Anatomy Of A Song #12: Let It Be

Ah, dear hearts- there comes a time in the anatomy of any of my songs where I battle the beast of self-doubt. Shocking, I know. Like a gnu in the stomach of an anaconda this lump will assert itself at any time during the process. Usually it comes when most overdubs have been completed and I find myself looking at every element of which the song will be comprised. Nothing is more discouraging to the recording songwriter than the foul, smelly mess that is the Rough Mix.

Now I'm convinced it's all crap. All a waste of time. Self-indulgent, unfocused, derivative, bleugh.

Maybe I'll scrap th' whole fucking thing. It's only been three weeks of my life, man.

But wait! What light through yonder window comes!

The solution is always at hand- we simply tune out and spend maybe a half hour listening to commercial radio. "I Could Try" is once again apt. Once again bursting with potential. Once again vital. Thank you Alanis. Thank you everyone.
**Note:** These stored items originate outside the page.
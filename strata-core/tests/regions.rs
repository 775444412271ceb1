/// Region lifetimes: pointers may only flow into regions they outlive.
use strata_ast::build::{Builder, FnSig};
use strata_ast::{Kind, Tvar, Ty, Type};
use strata_core::{Checker, ErrorKind};

fn int_in(rgn: &Tvar) -> Ty {
    Type::at(Type::sint(), Type::var(rgn))
}

#[test]
fn region_pointer_may_not_escape_to_a_heap_global() {
    let b = Builder::new();
    let r = Tvar::new("`r", Kind::Rgn);
    let global = b.global(
        "g",
        Type::star(Type::sint(), Type::heap_rgn()),
        Some(b.null()),
    );
    let body = b.region(
        &r,
        "h",
        false,
        b.exp_s(b.assign(b.var("g"), b.rnew(b.var("h"), b.int(3)))),
    );
    let d = b.fn_decl("f", vec![], Type::void(), body);

    let err = Checker::new()
        .check_program(&[global, d])
        .expect_err("the region dies before the global");
    assert_eq!(err.errors.len(), 1, "{:?}", err.errors);
    assert_eq!(err.count(ErrorKind::Region), 1);
    assert!(
        err.errors[0].message.contains("does not outlive"),
        "unexpected message: {}",
        err.errors[0].message
    );
}

#[test]
fn outer_region_pointer_may_be_stored_in_an_inner_region_pointer() {
    let b = Builder::new();
    let outer = Tvar::new("`outer", Kind::Rgn);
    let inner = Tvar::new("`inner", Kind::Rgn);
    let body = b.region(
        &outer,
        "ho",
        false,
        b.region(
            &inner,
            "hi",
            false,
            b.local(
                "q",
                int_in(&inner),
                Some(b.rnew(b.var("ho"), b.int(1))),
                b.exp_s(b.deref(b.var("q"))),
            ),
        ),
    );
    let d = b.fn_decl("f", vec![], Type::void(), body);

    let warnings = Checker::new().check_program(&[d]).expect("outer outlives inner");
    assert!(warnings.is_empty());
}

#[test]
fn inner_region_pointer_may_not_be_stored_in_an_outer_region_pointer() {
    let b = Builder::new();
    let outer = Tvar::new("`outer", Kind::Rgn);
    let inner = Tvar::new("`inner", Kind::Rgn);
    let body = b.region(
        &outer,
        "ho",
        false,
        b.region(
            &inner,
            "hi",
            false,
            b.local(
                "q",
                int_in(&outer),
                Some(b.rnew(b.var("hi"), b.int(1))),
                b.skip(),
            ),
        ),
    );
    let d = b.fn_decl("f", vec![], Type::void(), body);

    let err = Checker::new()
        .check_program(&[d])
        .expect_err("inner does not outlive outer");
    assert_eq!(err.count(ErrorKind::Region), 1, "{:?}", err.errors);
}

#[test]
fn reset_of_a_plain_region_is_reported() {
    let b = Builder::new();
    let r = Tvar::new("`r", Kind::Rgn);
    let body = b.region(&r, "h", false, b.reset_region(b.var("h")));
    let d = b.fn_decl("f", vec![], Type::void(), body);

    let err = Checker::new().check_program(&[d]).expect_err("`r is not resetable");
    assert_eq!(err.errors.len(), 1);
    assert_eq!(err.errors[0].kind, ErrorKind::Region);
    assert!(err.errors[0].message.contains("not resetable"));
}

#[test]
fn reset_invalidates_pointers_into_the_region() {
    let b = Builder::new();
    let r = Tvar::new("`r", Kind::Rgn);
    let body = b.region(
        &r,
        "h",
        true,
        b.local(
            "p",
            int_in(&r),
            Some(b.rnew(b.var("h"), b.int(3))),
            b.seq(vec![
                b.exp_s(b.deref(b.var("p"))),
                b.reset_region(b.var("h")),
                b.exp_s(b.deref(b.var("p"))),
            ]),
        ),
    );
    let d = b.fn_decl("f", vec![], Type::void(), body);

    let err = Checker::new()
        .check_program(&[d])
        .expect_err("p dangles after the reset");
    assert_eq!(err.errors.len(), 1, "{:?}", err.errors);
    assert_eq!(err.errors[0].kind, ErrorKind::Flow);
}

#[test]
fn region_variable_cannot_be_reopened() {
    let b = Builder::new();
    let r = Tvar::new("`r", Kind::Rgn);
    let body = b.region(&r, "h", false, b.region(&r, "h2", false, b.skip()));
    let d = b.fn_decl("f", vec![], Type::void(), body);

    let err = Checker::new().check_program(&[d]).expect_err("`r is opened twice");
    assert!(
        err.errors.iter().any(|e| e.message.contains("already in scope")),
        "{:?}",
        err.errors
    );
}

#[test]
fn region_parameters_are_ordered_by_declared_constraints() {
    let b = Builder::new();
    let r1 = Tvar::new("`r1", Kind::Rgn);
    let r2 = Tvar::new("`r2", Kind::Rgn);
    let sig = FnSig::new(Type::void())
        .tvar(&r1)
        .tvar(&r2)
        .param("long_lived", int_in(&r1))
        .outlives(Type::access_eff(Type::var(&r1)), Type::var(&r2));
    let body = b.local(
        "short",
        int_in(&r2),
        Some(b.var("long_lived")),
        b.skip(),
    );
    let d = b.fn_decl_sig("f", sig, body);

    let warnings = Checker::new()
        .check_program(&[d])
        .expect("`r1 outlives `r2 by assumption");
    assert!(warnings.is_empty());
}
Hey, Nickelback- what do you guys do to get back in touch with the validity of what you're doing when you have doubts? Listen to The Who Live At Leeds? Remind yourselves that at least you're not those execrable louts The Rolling Stones?

All this aside, if there's one thing "I Could Try" ain't it's "unfocused". It's a fuckin' laser of a song. Everything in the arrangement points at and is informed by everything else. It's breezily, unapologetically ambitious, almost showboat-ey. It's like some 60's spaceage bachelor pad makeout pop. It's got a nice bunch of very beefy, organic sounds, the sort of things I always beat myself up for using- leslied organ, leslied guitar, phased drums, tube-saturated bass, all the usual suspects of early psychedelia. Fuck it- I am what I am. My job is to make the beast roar.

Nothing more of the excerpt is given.